▶ _TASK DIRECTIONS_: Take the data from its first line. Print each line exactly until the line containing "use moka::Expiry;" has been printed too.

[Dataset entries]
-- -- --

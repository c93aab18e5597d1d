//! Moka in-memory cache provider
//!
//! Concurrent in-process cache built on Moka.
//!
//! ## Features
//!
//! - Per-entry TTL, taken from each write's [`CacheEntryConfig`]
//! - Atomic set-if-absent and compare-and-delete through Moka's entry API
//! - Capacity-bounded eviction
//!
//! Locks taken through this provider only exclude loaders in the same
//! process.
//!
//! ## Example
//!
//! ```ignore
//! use cacheside_providers::cache::MokaCacheProvider;
//!
//! let provider = MokaCacheProvider::with_capacity(1000);
//! ```

use crate::constants::MOKA_DEFAULT_MAX_CAPACITY;
use async_trait::async_trait;
use cacheside_domain::error::{Error, Result};
use cacheside_domain::ports::providers::cache::{CacheEntryConfig, CacheProvider, CacheStats};
use moka::Expiry;
use moka::future::Cache;
use moka::ops::compute::{CompResult, Op};
use std::sync::{Arc, RwLock};
use std::time::{Duration, Instant};

/// Stored value together with the TTL it was written with
#[derive(Debug, Clone)]
struct CachedValue {
    json: String,
    ttl: Duration,
}

/// Expire each entry after the TTL it was written with
struct PerEntryTtl;

impl Expiry<String, CachedValue> for PerEntryTtl {
    fn expire_after_create(
        &self,
        _key: &String,
        value: &CachedValue,
        _created_at: Instant,
    ) -> Option<Duration> {
        Some(value.ttl)
    }

    fn expire_after_update(
        &self,
        _key: &String,
        value: &CachedValue,
        _updated_at: Instant,
        _duration_until_expiry: Option<Duration>,
    ) -> Option<Duration> {
        Some(value.ttl)
    }
}

/// Moka-based in-memory cache provider
#[derive(Clone)]
pub struct MokaCacheProvider {
    cache: Cache<String, CachedValue>,
    max_capacity: u64,
    stats: Arc<RwLock<CacheStats>>,
}

impl Default for MokaCacheProvider {
    fn default() -> Self {
        Self::new()
    }
}

impl MokaCacheProvider {
    /// Create a new Moka cache provider with default settings
    pub fn new() -> Self {
        Self::with_capacity(MOKA_DEFAULT_MAX_CAPACITY)
    }

    /// Create a new Moka cache provider holding at most `max_capacity` entries
    pub fn with_capacity(max_capacity: u64) -> Self {
        let cache = Cache::builder()
            .max_capacity(max_capacity)
            .expire_after(PerEntryTtl)
            .build();

        Self {
            cache,
            max_capacity,
            stats: Arc::new(RwLock::new(CacheStats::new())),
        }
    }

    /// Get the maximum capacity of the cache
    pub fn max_capacity(&self) -> u64 {
        self.max_capacity
    }

    fn record(&self, hit: bool) {
        if let Ok(mut stats) = self.stats.write() {
            if hit {
                stats.record_hit();
            } else {
                stats.record_miss();
            }
        }
    }

    fn entry(value: &str, config: &CacheEntryConfig) -> CachedValue {
        CachedValue {
            json: value.to_string(),
            ttl: config.effective_ttl(),
        }
    }
}

#[async_trait]
impl CacheProvider for MokaCacheProvider {
    async fn get_json(&self, key: &str) -> Result<Option<String>> {
        let value = self.cache.get(key).await.map(|entry| entry.json);
        self.record(value.is_some());
        Ok(value)
    }

    async fn set_json(&self, key: &str, value: &str, config: CacheEntryConfig) -> Result<()> {
        self.cache
            .insert(key.to_string(), Self::entry(value, &config))
            .await;
        Ok(())
    }

    async fn set_if_absent(
        &self,
        key: &str,
        value: &str,
        config: CacheEntryConfig,
    ) -> Result<bool> {
        let entry = self
            .cache
            .entry_by_ref(key)
            .or_insert(Self::entry(value, &config))
            .await;
        Ok(entry.is_fresh())
    }

    async fn delete(&self, key: &str) -> Result<bool> {
        Ok(self.cache.remove(key).await.is_some())
    }

    async fn delete_if_equals(&self, key: &str, expected: &str) -> Result<bool> {
        let result = self
            .cache
            .entry_by_ref(key)
            .and_compute_with(|current| {
                let op = match current {
                    Some(entry) if entry.value().json == expected => Op::Remove,
                    _ => Op::Nop,
                };
                std::future::ready(op)
            })
            .await;
        Ok(matches!(result, CompResult::Removed(_)))
    }

    async fn exists(&self, key: &str) -> Result<bool> {
        Ok(self.cache.contains_key(key))
    }

    async fn clear(&self) -> Result<()> {
        self.cache.invalidate_all();
        self.cache.run_pending_tasks().await;
        Ok(())
    }

    async fn stats(&self) -> Result<CacheStats> {
        // Run pending tasks to ensure entry_count is accurate
        self.cache.run_pending_tasks().await;
        let mut stats = self
            .stats
            .read()
            .map_err(|_| Error::cache("Failed to read cache stats"))?
            .clone();
        stats.entries = self.cache.entry_count();
        Ok(stats)
    }

    async fn size(&self) -> Result<usize> {
        self.cache.run_pending_tasks().await;
        Ok(usize::try_from(self.cache.entry_count()).unwrap_or(usize::MAX))
    }

    fn provider_name(&self) -> &str {
        "moka"
    }
}

impl std::fmt::Debug for MokaCacheProvider {
    fn fmt(&self, f: &mut std::fmt::Formatter<'_>) -> std::fmt::Result {
        f.debug_struct("MokaCacheProvider")
            .field("max_capacity", &self.max_capacity)
            .field("entries", &self.cache.entry_count())
            .finish()
    }
}

// ============================================================================
// Auto-registration via linkme
// ============================================================================

use cacheside_application::ports::registry::{
    CACHE_PROVIDERS, CacheProviderConfig, CacheProviderEntry,
};

#[linkme::distributed_slice(CACHE_PROVIDERS)]
static MOKA_PROVIDER: CacheProviderEntry = CacheProviderEntry {
    name: "moka",
    description: "Moka in-process cache with per-entry TTL",
    factory: |config: &CacheProviderConfig| {
        let provider = match config.max_capacity {
            Some(max_capacity) => MokaCacheProvider::with_capacity(max_capacity),
            None => MokaCacheProvider::new(),
        };
        Ok(Arc::new(provider))
    },
};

-- -- --

▶ _EXPECTED OUTPUT_:
repository c93aab18e5597d1d
//! Moka in-memory cache provider
//!
//! Concurrent in-process cache built on Moka.
//!
//! ## Features
//!
//! - Per-entry TTL, taken from each write's [`CacheEntryConfig`]
//! - Atomic set-if-absent and compare-and-delete through Moka's entry API
//! - Capacity-bounded eviction
//!
//! Locks taken through this provider only exclude loaders in the same
//! process.
//!
//! ## Example
//!
//! ```ignore
//! use cacheside_providers::cache::MokaCacheProvider;
//!
//! let provider = MokaCacheProvider::with_capacity(1000);
//! ```

use crate::constants::MOKA_DEFAULT_MAX_CAPACITY;
use async_trait::async_trait;
use cacheside_domain::error::{Error, Result};
use cacheside_domain::ports::providers::cache::{CacheEntryConfig, CacheProvider, CacheStats};
use moka::Expiry;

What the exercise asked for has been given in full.